THE TASK — In the listing below, how many lines contain the string "const"? Answer with the number only.

INFORMATION GIVEN —
//! Headless coinfall host
//!
//! Runs the plugin against an in-memory world for a short simulated
//! session: two players kill mobs, mine and place blocks, and walk over
//! the drops. The sweep and label pass run as they would on a server.
//!
//! Usage: `headless [config.ron]`. Set `RUST_LOG=debug` for per-entity logs.

use coinfall_core::{
    Config, CurrencySource, DropRng, Location, MemoryEconomy, MemoryWorld, PlayerId, SystemClock,
    World,
};
use coinfall_db::Store;
use coinfall_runtime::{CoinFall, PickupOutcome};
use std::path::Path;
use std::sync::Arc;
use std::time::Duration;
use tokio::runtime::Handle;
use tracing::{info, warn};
use tracing_subscriber::{layer::SubscriberExt, util::SubscriberInitExt};

const TICK: Duration = Duration::from_millis(50);
const SESSION_TICKS: u64 = 200;

#[tokio::main]
async fn main() -> Result<(), Box<dyn std::error::Error>> {
    tracing_subscriber::registry()
        .with(
            tracing_subscriber::EnvFilter::try_from_default_env()
                .unwrap_or_else(|_| "info".into()),
        )
        .with(tracing_subscriber::fmt::layer())
        .init();

    let config_path = std::env::args()
        .nth(1)
        .unwrap_or_else(|| "demos/headless/config/coinfall.ron".to_string());
    let config = if Path::new(&config_path).exists() {
        info!(path = %config_path, "Loading configuration");
        Config::load(&config_path)?
    } else {
        warn!(path = %config_path, "Configuration not found, using defaults");
        Config::default()
    };

    let store = if config.anti_duplication.persist_data {
        Arc::new(Store::open(&config.storage.path)?)
    } else {
        Arc::new(Store::in_memory()?)
    };

    let world = Arc::new(MemoryWorld::new());
    let economy = Arc::new(MemoryEconomy::new());
    let plugin = CoinFall::new(
        config,
        world.clone(),
        economy.clone(),
        Arc::new(SystemClock),
        store,
    )
    .with_rng(DropRng::new(0xC0FFEE));

    let alex = PlayerId::new(1);
    let sam = PlayerId::new(2);
    world.upsert_player(alex, "Alex", Location::new("world", 0.0, 64.0, 0.0));
    world.upsert_player(sam, "Sam", Location::new("world", 40.0, 64.0, 0.0));

    plugin.enable(&Handle::current());

    let mut interval = tokio::time::interval(TICK);
    for tick in 0..SESSION_TICKS {
        interval.tick().await;
        plugin.tick();

        let x = (tick % 8) as f64 * 0.5;
        let spot = Location::new("world", x, 64.0, 1.0);
        match tick % 20 {
            0 => {
                plugin.on_entity_death(Some(alex), "zombie", &spot)?;
            }
            5 => {
                plugin.on_entity_death(None, "skeleton", &spot)?;
            }
            10 => {
                // place then break: the ledger suppresses the drop
                plugin.on_block_place(&spot);
                plugin.on_block_break(alex, false, "dirt", &spot)?;
            }
            15 => {
                plugin.on_block_break(sam, false, "diamond_ore", &spot)?;
            }
            _ => {}
        }

        // every second the nearest player walks over one drop
        if tick % 20 == 19 {
            let drops = world.currency_ids();
            if let Some(entity) = drops.first() {
                match plugin.on_pickup(alex, "Alex", *entity)? {
                    PickupOutcome::Credited { amount } => info!(amount, "Alex picked up currency"),
                    other => info!(?other, "Pickup"),
                }
            }
        }
    }

    plugin.drop_currency(
        &Location::new("world", 100.0, 64.0, 100.0),
        1,
        CurrencySource::Unknown,
    )?;
    tokio::time::sleep(Duration::from_secs(2)).await;

    let tracked = plugin.registry().len();
    info!(
        tracked,
        on_ground = plugin.registry().total_amount(),
        alex = economy.balance(alex),
        placed_blocks = plugin.ledger().len(),
        next_reset = ?plugin.reset_scheduler().next_fire(),
        "Session finished"
    );
    if let Some(earnings) = plugin.store().earnings(alex)? {
        info!(
            from_mobs = earnings.from_mobs,
            from_blocks = earnings.from_blocks,
            total = earnings.total,
            "Alex earnings"
        );
    }
    for observer in world.observers() {
        info!(player = %observer.name, "Still online");
    }

    plugin.disable();
    Ok(())
}
#[cfg(test)]
mod tests {
    use super::*;
    use coinfall_core::config::DropRuleConfig;
    use coinfall_core::{ManualClock, MemoryEconomy, MemoryWorld, World};
    use std::time::Duration;

    struct Fixture {
        world: Arc<MemoryWorld>,
        economy: Arc<MemoryEconomy>,
        clock: Arc<ManualClock>,
        plugin: CoinFall,
    }

    fn fixture(config: Config) -> Fixture {
        let world = Arc::new(MemoryWorld::new());
        let economy = Arc::new(MemoryEconomy::new());
        let clock = Arc::new(ManualClock::new(0));
        let store = Arc::new(Store::in_memory().unwrap());
        let plugin = CoinFall::new(
            config,
            world.clone(),
            economy.clone(),
            clock.clone(),
            store,
        )
        .with_rng(DropRng::new(11));
        Fixture {
            world,
            economy,
            clock,
            plugin,
        }
    }

    fn fixed_drops() -> Config {
        let mut config = Config::default();
        config.drops.default_amount = "3".to_string();
        config
    }

    fn here() -> Location {
        Location::new("world", 10.3, 64.0, 10.8)
    }

    const STEVE: PlayerId = PlayerId(1);

    #[test]
    fn test_player_kill_drops_currency() {
        let f = fixture(fixed_drops());

        let coin = f
            .plugin
            .on_entity_death(Some(STEVE), "ZOMBIE", &here())
            .unwrap()
            .unwrap();

        let record = f.plugin.registry().get(coin).unwrap();
        assert_eq!(record.amount, 3);
        assert_eq!(record.source, CurrencySource::Mob);
        assert!(f.plugin.labels().label_of(coin).is_some());

        // no killer, no drop
        assert_eq!(f.plugin.on_entity_death(None, "zombie", &here()).unwrap(), None);
    }

    #[test]
    fn test_zero_chance_never_drops() {
        let mut config = fixed_drops();
        config.drops.mobs.insert(
            "bat".to_string(),
            DropRuleConfig {
                amount: None,
                chance: Some(0),
            },
        );
        let f = fixture(config);

        for _ in 0..50 {
            assert_eq!(f.plugin.on_entity_death(Some(STEVE), "bat", &here()).unwrap(), None);
        }
        assert!(f.world.currency_ids().is_empty());
    }

    #[test]
    fn test_placed_block_does_not_drop() {
        let f = fixture(fixed_drops());

        f.plugin.on_block_place(&here());
        assert!(f
            .plugin
            .ledger()
            .contains(&"world:10:64:10".parse().unwrap()));

        let first = f
            .plugin
            .on_block_break(STEVE, false, "stone", &here())
            .unwrap();
        assert_eq!(first, None);
        assert!(f.plugin.ledger().is_empty());

        // the same cell broken again after regrowth drops normally
        let second = f
            .plugin
            .on_block_break(STEVE, false, "stone", &here())
            .unwrap()
            .unwrap();
        assert_eq!(
            f.world.location(second),
            Some(Location::new("world", 10.5, 64.5, 10.5))
        );
        assert_eq!(
            f.plugin.registry().get(second).unwrap().source,
            CurrencySource::Block
        );
    }

    #[test]
    fn test_creative_breaks_never_drop() {
        let f = fixture(fixed_drops());
        assert_eq!(
            f.plugin.on_block_break(STEVE, true, "stone", &here()).unwrap(),
            None
        );
        assert!(f.plugin.registry().is_empty());
    }

    #[test]
    fn test_disabled_world_is_ignored() {
        let mut config = fixed_drops();
        config.worlds.mode = "blacklist".to_string();
        config.worlds.list = vec!["world".to_string()];
        let f = fixture(config);

        assert_eq!(f.plugin.on_entity_death(Some(STEVE), "zombie", &here()).unwrap(), None);
        f.plugin.on_block_place(&here());
        assert!(f.plugin.ledger().is_empty());
    }

    #[test]
    fn test_pickup_credits_player() {
        let f = fixture(fixed_drops());
        let coin = f
            .plugin
            .drop_currency(&here(), 4, CurrencySource::Block)
            .unwrap();

        let outcome = f.plugin.on_pickup(STEVE, "Steve", coin).unwrap();

        assert_eq!(outcome, PickupOutcome::Credited { amount: 4 });
        assert_eq!(f.economy.balance(STEVE), 4);
        assert!(!f.world.is_valid(coin));
        assert!(f.plugin.registry().is_empty());
        assert!(f.world.label_ids().is_empty());

        let earnings = f.plugin.store().earnings(STEVE).unwrap().unwrap();
        assert_eq!(earnings.from_blocks, 4);
        assert_eq!(earnings.total, 4);
        assert_eq!(f.world.messages(), vec![(Some(STEVE), "+4 ⛃".to_string())]);

        // second touch of the same entity is a no-op
        assert_eq!(
            f.plugin.on_pickup(STEVE, "Steve", coin).unwrap(),
            PickupOutcome::Ignored
        );
    }

    #[test]
    fn test_refused_deposit_drops_again() {
        let f = fixture(fixed_drops());
        let coin = f
            .plugin
            .drop_currency(&here(), 6, CurrencySource::Mob)
            .unwrap();
        f.economy.refuse_deposits(true);

        let outcome = f.plugin.on_pickup(STEVE, "Steve", coin).unwrap();

        let PickupOutcome::Refunded {
            amount: 6,
            respawned: Some(again),
        } = outcome
        else {
            panic!("unexpected outcome: {outcome:?}");
        };
        assert_ne!(again, coin);
        assert_eq!(f.world.location(again), Some(here()));
        assert_eq!(f.plugin.registry().get(again).unwrap().amount, 6);
        assert_eq!(f.plugin.store().earnings(STEVE).unwrap(), None);
    }

    #[test]
    fn test_pickup_of_untracked_entity() {
        let f = fixture(fixed_drops());
        let stray = f
            .world
            .spawn_currency(&here(), 1, CurrencySource::Unknown)
            .unwrap();
        assert_eq!(
            f.plugin.on_pickup(STEVE, "Steve", stray).unwrap(),
            PickupOutcome::Ignored
        );
        assert!(f.world.is_valid(stray));
    }

    #[test]
    fn test_failed_spawn_is_reported() {
        let f = fixture(fixed_drops());
        f.world.refuse_spawns(true);
        assert!(f
            .plugin
            .on_entity_death(Some(STEVE), "zombie", &here())
            .is_err());
        assert!(f.plugin.registry().is_empty());
    }

    #[test]
    fn test_tick_moves_labels() {
        let f = fixture(fixed_drops());
        let coin = f
            .plugin
            .drop_currency(&here(), 2, CurrencySource::Mob)
            .unwrap();
        let label = f.plugin.labels().label_of(coin).unwrap();

        f.world
            .move_entity(coin, Location::new("world", 0.0, 60.0, 0.0));
        assert_eq!(f.plugin.tick(), 0);
        assert_eq!(
            f.world.location(label),
            Some(Location::new("world", 0.0, 60.5, 0.0))
        );
    }

    #[tokio::test(start_paused = true)]
    async fn test_enable_runs_sweeps_until_disabled() {
        let f = fixture(fixed_drops());
        let a = f
            .plugin
            .drop_currency(&here(), 5, CurrencySource::Mob)
            .unwrap();
        f.clock.set(1_000);
        f.plugin
            .drop_currency(&here().offset(1.0, 0.0, 0.0), 3, CurrencySource::Mob)
            .unwrap();
        f.clock.set(2_000);

        f.plugin.enable(&Handle::current());
        assert!(f.plugin.is_running());
        assert!(f.plugin.reset_scheduler().is_scheduled());

        tokio::time::sleep(Duration::from_millis(2_500)).await;
        assert_eq!(f.plugin.registry().len(), 1);
        assert_eq!(f.plugin.registry().get(a).unwrap().amount, 8);

        f.plugin.on_block_place(&here());
        f.plugin.disable();
        assert!(!f.plugin.is_running());
        assert!(!f.plugin.reset_scheduler().is_scheduled());
        assert!(f.world.label_ids().is_empty());
        assert!(f.plugin.ledger().is_empty());
    }
}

TASK RESULT — 3